* Data records *
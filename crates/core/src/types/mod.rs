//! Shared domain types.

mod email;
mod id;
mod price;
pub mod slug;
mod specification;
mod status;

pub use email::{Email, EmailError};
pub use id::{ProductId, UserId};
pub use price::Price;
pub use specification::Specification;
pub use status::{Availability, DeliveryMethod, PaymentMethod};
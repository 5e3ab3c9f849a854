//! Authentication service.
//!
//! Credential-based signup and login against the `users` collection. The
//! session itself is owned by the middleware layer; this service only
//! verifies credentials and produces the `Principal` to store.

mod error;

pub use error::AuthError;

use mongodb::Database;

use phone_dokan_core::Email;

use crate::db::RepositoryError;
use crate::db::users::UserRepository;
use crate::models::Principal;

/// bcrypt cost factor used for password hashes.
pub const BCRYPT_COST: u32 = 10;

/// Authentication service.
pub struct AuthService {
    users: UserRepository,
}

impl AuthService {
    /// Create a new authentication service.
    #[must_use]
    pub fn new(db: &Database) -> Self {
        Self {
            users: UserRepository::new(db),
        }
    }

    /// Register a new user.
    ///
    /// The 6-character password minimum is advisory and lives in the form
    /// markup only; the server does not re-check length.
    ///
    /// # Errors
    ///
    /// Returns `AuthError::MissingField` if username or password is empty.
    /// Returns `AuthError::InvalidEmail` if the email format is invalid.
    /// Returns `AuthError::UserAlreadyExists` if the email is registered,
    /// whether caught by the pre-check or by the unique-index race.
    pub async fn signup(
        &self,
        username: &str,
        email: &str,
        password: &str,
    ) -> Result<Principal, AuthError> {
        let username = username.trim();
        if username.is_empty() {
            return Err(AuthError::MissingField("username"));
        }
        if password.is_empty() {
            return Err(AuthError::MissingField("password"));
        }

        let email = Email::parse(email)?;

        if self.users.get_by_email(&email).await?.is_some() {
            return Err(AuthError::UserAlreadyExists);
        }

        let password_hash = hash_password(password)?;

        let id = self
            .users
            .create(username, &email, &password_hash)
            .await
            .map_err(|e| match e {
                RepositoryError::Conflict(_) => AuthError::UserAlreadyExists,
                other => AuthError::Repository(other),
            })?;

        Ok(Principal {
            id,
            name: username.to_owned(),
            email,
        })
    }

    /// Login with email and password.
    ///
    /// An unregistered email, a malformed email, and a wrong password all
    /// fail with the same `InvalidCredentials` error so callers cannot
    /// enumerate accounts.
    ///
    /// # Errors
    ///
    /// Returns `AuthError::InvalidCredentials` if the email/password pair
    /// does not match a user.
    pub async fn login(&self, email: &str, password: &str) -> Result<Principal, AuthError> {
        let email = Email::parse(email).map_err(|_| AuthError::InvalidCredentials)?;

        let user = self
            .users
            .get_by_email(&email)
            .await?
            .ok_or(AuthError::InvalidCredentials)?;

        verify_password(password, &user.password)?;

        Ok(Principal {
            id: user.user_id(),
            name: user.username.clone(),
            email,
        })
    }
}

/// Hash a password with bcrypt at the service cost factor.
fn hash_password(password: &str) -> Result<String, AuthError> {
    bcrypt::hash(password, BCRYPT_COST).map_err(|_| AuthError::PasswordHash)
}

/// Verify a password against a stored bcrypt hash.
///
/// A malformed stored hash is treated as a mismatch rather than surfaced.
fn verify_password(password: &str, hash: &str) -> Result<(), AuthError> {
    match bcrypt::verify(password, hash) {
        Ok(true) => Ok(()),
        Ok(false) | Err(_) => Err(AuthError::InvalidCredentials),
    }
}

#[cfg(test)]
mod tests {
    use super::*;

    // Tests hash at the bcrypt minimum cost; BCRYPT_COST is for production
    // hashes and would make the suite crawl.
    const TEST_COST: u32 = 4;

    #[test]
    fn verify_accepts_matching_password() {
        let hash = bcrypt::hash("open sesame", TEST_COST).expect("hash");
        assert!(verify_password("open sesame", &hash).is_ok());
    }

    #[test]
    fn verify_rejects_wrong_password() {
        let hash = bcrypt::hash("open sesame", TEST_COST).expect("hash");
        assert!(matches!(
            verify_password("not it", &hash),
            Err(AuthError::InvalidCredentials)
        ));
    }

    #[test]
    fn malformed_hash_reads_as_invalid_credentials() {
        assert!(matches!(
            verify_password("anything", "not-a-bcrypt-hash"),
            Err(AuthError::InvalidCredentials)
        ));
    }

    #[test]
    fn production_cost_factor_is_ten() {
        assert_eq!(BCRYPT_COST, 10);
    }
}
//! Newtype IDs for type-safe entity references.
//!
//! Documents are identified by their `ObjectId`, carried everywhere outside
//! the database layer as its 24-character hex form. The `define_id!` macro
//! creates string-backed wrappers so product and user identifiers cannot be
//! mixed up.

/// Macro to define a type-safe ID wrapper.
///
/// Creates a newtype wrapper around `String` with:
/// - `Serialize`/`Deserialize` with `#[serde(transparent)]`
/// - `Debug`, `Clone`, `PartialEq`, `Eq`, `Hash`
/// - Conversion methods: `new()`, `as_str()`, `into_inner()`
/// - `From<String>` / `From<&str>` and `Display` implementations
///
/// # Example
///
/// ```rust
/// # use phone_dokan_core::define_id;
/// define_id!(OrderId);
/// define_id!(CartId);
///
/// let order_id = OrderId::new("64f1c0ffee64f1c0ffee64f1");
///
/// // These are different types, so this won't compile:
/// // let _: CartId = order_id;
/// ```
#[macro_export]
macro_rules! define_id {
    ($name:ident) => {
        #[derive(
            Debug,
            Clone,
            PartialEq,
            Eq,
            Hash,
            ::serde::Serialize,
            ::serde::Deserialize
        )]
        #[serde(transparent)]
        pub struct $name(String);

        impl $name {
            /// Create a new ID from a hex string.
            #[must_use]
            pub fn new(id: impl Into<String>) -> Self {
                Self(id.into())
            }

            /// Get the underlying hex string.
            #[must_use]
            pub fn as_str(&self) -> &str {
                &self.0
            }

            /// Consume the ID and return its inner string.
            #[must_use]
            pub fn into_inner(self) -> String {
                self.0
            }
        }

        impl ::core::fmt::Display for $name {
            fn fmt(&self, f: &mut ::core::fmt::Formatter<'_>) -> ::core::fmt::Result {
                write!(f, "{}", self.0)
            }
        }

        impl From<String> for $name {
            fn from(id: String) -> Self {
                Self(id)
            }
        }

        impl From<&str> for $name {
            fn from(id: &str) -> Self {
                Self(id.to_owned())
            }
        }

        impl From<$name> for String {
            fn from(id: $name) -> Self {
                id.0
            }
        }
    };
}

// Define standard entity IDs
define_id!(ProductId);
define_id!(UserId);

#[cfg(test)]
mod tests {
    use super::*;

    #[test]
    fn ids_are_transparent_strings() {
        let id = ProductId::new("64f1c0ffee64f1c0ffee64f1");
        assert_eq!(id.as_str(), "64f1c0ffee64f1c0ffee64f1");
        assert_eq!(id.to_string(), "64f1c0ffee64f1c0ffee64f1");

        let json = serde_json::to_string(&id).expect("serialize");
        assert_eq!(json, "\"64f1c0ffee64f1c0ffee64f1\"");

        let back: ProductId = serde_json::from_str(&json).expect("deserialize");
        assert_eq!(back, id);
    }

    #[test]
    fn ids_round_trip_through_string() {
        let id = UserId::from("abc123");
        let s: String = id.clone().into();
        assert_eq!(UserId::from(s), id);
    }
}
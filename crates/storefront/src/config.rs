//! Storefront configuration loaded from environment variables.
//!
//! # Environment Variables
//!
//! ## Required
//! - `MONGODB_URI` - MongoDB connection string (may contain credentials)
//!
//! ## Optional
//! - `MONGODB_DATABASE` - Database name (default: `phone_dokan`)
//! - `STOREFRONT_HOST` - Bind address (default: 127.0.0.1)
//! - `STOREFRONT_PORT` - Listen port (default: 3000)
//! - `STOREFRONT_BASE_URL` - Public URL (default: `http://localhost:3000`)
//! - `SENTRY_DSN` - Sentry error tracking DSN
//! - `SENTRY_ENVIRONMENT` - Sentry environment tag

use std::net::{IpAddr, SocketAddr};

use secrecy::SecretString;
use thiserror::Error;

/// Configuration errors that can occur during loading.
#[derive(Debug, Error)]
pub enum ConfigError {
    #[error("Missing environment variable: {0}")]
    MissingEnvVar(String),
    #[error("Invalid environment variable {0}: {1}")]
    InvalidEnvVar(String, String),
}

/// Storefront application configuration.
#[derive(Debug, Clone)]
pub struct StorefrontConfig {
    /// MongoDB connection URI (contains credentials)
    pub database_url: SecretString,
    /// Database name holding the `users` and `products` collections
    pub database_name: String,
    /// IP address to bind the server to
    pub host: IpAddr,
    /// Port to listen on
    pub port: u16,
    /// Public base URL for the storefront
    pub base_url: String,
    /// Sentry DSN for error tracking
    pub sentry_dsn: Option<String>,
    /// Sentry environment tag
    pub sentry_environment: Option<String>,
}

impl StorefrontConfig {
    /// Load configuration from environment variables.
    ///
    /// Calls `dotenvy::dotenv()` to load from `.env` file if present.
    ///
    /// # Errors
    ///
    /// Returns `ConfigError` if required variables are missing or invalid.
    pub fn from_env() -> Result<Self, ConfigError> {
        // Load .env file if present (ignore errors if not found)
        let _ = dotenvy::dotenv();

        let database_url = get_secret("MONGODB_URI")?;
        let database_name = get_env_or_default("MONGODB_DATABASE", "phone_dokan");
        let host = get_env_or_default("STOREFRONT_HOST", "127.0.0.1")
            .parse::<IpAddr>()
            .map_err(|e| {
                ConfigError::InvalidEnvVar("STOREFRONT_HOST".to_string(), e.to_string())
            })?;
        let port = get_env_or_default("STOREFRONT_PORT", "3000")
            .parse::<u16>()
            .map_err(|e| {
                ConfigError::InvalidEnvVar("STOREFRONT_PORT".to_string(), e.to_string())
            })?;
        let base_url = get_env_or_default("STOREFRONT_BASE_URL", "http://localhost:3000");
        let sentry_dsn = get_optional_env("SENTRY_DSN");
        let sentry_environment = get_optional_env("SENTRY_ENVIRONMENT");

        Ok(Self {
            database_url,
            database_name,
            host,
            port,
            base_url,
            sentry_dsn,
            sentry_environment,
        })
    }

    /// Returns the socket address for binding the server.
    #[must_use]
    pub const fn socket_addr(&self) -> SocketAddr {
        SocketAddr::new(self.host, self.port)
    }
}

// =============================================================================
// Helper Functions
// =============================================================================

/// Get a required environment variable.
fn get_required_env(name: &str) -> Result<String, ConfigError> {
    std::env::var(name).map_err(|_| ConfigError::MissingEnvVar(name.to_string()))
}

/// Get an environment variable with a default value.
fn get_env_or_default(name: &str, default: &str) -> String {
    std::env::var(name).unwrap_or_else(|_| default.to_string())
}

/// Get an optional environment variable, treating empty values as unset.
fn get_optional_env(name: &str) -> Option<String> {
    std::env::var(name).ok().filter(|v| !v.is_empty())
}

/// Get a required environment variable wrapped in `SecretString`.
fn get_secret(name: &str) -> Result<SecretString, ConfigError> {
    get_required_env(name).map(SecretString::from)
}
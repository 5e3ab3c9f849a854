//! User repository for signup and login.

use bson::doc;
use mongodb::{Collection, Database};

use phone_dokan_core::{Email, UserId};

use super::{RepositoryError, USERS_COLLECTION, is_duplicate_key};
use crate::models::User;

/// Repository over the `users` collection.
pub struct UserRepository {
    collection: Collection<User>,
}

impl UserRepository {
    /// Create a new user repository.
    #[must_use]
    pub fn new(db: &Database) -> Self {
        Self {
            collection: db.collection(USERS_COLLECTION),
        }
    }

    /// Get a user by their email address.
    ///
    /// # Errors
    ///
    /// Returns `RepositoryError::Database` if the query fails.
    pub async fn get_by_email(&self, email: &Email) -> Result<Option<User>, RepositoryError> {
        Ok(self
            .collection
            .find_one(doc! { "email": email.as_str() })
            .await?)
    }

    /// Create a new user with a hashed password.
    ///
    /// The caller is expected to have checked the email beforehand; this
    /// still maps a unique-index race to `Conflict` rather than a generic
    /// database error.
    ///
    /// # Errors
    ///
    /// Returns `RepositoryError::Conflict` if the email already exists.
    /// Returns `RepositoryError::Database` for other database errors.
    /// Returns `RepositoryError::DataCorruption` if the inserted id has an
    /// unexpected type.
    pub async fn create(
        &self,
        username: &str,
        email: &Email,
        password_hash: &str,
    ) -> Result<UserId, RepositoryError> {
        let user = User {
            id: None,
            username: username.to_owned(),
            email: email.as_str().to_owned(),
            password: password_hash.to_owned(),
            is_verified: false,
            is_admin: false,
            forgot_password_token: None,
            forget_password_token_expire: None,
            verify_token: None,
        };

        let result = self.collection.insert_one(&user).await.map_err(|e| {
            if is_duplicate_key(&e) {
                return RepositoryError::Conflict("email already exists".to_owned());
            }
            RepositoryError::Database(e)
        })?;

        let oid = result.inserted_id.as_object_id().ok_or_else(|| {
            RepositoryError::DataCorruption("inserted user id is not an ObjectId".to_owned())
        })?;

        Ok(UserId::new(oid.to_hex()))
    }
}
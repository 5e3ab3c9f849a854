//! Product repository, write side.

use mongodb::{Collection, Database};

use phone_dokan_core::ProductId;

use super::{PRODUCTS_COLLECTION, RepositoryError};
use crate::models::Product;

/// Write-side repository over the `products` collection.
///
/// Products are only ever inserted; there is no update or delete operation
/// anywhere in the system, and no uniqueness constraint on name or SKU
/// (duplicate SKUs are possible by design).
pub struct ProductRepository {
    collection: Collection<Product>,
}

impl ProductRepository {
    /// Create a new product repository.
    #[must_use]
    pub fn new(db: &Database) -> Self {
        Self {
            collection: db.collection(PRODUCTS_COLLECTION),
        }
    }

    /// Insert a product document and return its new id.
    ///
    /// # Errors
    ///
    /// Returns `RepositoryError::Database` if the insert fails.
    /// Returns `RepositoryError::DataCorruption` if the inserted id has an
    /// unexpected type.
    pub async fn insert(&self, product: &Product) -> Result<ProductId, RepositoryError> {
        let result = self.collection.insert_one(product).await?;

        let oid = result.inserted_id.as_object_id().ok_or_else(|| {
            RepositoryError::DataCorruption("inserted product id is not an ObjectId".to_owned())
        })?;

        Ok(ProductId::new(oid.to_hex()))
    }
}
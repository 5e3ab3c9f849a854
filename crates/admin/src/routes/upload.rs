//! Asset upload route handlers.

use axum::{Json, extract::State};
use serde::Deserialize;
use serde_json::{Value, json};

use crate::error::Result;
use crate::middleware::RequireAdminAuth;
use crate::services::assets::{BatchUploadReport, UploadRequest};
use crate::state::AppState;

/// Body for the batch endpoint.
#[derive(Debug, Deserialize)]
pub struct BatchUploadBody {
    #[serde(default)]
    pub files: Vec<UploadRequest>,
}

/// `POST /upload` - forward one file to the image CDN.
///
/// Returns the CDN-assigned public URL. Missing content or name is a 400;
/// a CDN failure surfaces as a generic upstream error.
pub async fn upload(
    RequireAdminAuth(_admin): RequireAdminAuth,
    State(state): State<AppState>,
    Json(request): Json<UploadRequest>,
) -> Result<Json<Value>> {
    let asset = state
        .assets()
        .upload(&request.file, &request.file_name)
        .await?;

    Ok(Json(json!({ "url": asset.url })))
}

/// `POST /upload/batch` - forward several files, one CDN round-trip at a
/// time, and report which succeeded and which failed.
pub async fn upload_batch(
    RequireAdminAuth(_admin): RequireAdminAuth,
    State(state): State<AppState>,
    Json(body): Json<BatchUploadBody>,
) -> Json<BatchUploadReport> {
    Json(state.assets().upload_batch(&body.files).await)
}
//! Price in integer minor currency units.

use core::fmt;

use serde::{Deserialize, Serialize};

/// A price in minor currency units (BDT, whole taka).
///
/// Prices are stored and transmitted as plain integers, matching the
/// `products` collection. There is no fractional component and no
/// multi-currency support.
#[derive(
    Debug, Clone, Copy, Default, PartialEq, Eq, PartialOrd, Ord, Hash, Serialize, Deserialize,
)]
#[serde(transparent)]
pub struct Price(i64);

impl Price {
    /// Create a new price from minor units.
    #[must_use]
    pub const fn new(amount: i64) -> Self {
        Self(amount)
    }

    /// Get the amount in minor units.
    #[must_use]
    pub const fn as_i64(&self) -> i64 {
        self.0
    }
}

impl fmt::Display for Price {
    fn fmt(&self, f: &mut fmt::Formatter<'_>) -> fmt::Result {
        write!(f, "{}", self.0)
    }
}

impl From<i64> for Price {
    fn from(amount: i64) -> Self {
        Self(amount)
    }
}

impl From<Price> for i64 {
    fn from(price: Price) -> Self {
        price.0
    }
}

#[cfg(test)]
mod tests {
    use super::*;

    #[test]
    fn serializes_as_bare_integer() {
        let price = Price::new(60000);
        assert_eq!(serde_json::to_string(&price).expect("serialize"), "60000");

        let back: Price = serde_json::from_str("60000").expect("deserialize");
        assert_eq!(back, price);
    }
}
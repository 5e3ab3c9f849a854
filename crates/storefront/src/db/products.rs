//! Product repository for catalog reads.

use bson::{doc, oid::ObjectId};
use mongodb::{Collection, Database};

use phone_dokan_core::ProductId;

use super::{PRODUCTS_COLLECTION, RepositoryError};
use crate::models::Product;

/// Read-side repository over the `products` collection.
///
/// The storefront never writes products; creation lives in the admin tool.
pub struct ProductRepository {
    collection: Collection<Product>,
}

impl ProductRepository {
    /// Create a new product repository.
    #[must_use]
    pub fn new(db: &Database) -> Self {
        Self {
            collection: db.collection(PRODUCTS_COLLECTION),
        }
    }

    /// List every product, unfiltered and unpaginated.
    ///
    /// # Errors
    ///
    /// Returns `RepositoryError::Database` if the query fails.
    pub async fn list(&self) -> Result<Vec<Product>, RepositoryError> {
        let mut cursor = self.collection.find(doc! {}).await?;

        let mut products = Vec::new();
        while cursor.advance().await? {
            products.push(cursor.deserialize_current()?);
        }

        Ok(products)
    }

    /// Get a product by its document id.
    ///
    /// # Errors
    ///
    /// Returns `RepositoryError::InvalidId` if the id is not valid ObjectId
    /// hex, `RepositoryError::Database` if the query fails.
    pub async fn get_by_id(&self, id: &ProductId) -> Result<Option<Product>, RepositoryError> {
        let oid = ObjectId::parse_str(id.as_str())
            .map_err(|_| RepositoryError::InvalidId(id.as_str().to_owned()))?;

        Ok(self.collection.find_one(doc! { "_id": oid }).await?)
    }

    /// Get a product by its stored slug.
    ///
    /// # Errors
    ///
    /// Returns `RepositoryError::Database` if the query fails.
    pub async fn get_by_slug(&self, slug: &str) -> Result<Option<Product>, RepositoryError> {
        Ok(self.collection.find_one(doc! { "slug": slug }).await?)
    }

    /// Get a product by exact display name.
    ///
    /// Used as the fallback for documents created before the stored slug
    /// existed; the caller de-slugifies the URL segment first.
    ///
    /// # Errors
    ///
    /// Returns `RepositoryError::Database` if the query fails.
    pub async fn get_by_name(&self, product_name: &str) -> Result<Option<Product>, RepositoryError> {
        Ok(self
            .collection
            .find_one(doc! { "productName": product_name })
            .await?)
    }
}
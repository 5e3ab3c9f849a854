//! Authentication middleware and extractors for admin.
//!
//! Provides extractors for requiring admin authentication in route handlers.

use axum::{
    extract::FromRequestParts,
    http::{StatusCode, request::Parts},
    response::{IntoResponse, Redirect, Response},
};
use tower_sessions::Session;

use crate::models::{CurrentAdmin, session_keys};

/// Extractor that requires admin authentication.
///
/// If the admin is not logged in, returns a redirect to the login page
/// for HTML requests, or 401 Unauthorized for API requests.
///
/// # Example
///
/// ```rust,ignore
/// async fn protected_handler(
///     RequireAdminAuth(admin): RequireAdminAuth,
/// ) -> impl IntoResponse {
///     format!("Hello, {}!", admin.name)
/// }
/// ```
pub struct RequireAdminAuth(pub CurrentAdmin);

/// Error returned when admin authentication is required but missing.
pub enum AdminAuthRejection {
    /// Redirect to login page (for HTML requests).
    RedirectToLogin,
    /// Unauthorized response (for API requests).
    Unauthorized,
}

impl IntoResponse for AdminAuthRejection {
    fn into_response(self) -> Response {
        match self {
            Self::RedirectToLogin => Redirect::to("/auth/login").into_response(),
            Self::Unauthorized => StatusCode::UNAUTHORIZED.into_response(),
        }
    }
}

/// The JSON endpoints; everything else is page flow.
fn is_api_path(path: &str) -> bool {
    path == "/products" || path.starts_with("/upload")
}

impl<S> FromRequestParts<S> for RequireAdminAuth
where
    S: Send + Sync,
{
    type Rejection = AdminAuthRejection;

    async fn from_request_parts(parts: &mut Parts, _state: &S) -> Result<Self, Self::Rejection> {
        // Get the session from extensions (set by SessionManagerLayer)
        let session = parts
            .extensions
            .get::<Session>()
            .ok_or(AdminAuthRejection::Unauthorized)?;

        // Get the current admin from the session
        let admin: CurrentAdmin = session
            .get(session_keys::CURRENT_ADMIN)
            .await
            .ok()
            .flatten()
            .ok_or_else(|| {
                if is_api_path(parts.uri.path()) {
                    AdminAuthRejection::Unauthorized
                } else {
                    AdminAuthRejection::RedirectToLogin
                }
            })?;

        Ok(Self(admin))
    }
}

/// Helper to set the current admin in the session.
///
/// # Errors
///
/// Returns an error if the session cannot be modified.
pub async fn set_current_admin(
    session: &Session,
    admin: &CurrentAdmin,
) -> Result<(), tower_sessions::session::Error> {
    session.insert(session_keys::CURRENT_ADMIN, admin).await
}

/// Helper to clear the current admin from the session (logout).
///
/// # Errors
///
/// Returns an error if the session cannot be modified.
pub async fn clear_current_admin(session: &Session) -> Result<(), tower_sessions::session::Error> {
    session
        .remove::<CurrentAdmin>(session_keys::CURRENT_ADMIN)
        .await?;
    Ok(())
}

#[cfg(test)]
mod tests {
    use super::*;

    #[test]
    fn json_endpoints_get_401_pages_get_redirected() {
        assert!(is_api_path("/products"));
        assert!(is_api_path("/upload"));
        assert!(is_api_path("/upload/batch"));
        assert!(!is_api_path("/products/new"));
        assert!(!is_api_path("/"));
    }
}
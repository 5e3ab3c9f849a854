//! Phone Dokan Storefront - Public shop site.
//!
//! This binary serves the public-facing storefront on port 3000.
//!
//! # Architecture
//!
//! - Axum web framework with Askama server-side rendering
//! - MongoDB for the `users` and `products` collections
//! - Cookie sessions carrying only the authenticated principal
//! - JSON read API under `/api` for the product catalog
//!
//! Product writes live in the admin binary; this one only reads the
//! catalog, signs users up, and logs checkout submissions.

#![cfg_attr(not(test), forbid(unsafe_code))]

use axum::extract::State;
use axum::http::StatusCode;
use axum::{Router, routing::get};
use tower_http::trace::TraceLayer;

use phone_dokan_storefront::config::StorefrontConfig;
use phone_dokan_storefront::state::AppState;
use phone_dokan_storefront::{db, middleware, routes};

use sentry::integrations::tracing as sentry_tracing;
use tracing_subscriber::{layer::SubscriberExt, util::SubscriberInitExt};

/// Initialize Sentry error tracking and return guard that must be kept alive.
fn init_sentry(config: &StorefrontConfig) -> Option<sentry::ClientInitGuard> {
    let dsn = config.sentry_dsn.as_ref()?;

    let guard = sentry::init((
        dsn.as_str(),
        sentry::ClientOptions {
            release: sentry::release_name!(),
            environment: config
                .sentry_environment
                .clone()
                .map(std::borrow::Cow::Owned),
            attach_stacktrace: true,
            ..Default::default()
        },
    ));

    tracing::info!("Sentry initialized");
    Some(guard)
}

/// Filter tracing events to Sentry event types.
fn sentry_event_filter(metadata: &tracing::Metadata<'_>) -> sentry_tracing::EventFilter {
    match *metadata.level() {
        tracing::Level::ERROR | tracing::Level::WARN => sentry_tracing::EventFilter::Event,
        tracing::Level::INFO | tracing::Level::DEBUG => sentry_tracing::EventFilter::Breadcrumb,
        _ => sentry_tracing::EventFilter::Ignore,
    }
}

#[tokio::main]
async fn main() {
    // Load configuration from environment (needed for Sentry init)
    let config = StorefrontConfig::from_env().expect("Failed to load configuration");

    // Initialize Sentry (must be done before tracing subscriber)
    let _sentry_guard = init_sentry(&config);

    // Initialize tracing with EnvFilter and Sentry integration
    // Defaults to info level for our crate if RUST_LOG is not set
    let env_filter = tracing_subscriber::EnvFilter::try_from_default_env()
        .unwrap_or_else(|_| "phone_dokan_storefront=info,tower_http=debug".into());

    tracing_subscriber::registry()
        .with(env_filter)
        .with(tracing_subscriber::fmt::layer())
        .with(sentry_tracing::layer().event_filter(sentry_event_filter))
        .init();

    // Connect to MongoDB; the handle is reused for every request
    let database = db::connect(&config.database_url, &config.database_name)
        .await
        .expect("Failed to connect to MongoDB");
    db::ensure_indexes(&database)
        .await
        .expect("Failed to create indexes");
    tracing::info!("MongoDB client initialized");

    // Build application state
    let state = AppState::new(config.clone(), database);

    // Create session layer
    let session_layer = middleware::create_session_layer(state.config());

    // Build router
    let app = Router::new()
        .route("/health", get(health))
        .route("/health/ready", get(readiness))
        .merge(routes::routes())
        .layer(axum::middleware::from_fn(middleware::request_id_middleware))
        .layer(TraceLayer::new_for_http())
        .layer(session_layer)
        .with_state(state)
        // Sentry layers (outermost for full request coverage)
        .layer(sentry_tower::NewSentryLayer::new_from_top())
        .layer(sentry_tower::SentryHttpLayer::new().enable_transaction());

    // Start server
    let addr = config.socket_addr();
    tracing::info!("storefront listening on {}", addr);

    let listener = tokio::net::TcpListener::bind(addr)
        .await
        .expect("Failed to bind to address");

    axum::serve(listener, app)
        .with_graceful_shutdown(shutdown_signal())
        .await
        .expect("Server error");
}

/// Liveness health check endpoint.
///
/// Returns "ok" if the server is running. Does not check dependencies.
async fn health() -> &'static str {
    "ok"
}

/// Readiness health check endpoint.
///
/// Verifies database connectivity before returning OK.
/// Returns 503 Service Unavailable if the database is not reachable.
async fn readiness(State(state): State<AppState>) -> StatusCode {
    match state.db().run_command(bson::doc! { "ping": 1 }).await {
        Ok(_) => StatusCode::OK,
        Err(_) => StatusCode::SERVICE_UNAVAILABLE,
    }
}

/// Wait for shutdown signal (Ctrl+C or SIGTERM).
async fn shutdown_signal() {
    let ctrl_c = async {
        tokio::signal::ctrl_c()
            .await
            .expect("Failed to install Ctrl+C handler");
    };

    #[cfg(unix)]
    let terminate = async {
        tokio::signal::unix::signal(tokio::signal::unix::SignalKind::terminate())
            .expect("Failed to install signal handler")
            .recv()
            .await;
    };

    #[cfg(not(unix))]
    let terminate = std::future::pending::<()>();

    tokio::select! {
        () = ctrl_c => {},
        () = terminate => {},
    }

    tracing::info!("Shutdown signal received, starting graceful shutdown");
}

* Prompt *
Where in the records does the string "Formatter" appear? Copy every line that has it.

* Task output *
            fn fmt(&self, f: &mut ::core::fmt::Formatter<'_>) -> ::core::fmt::Result {
    fn fmt(&self, f: &mut fmt::Formatter<'_>) -> fmt::Result {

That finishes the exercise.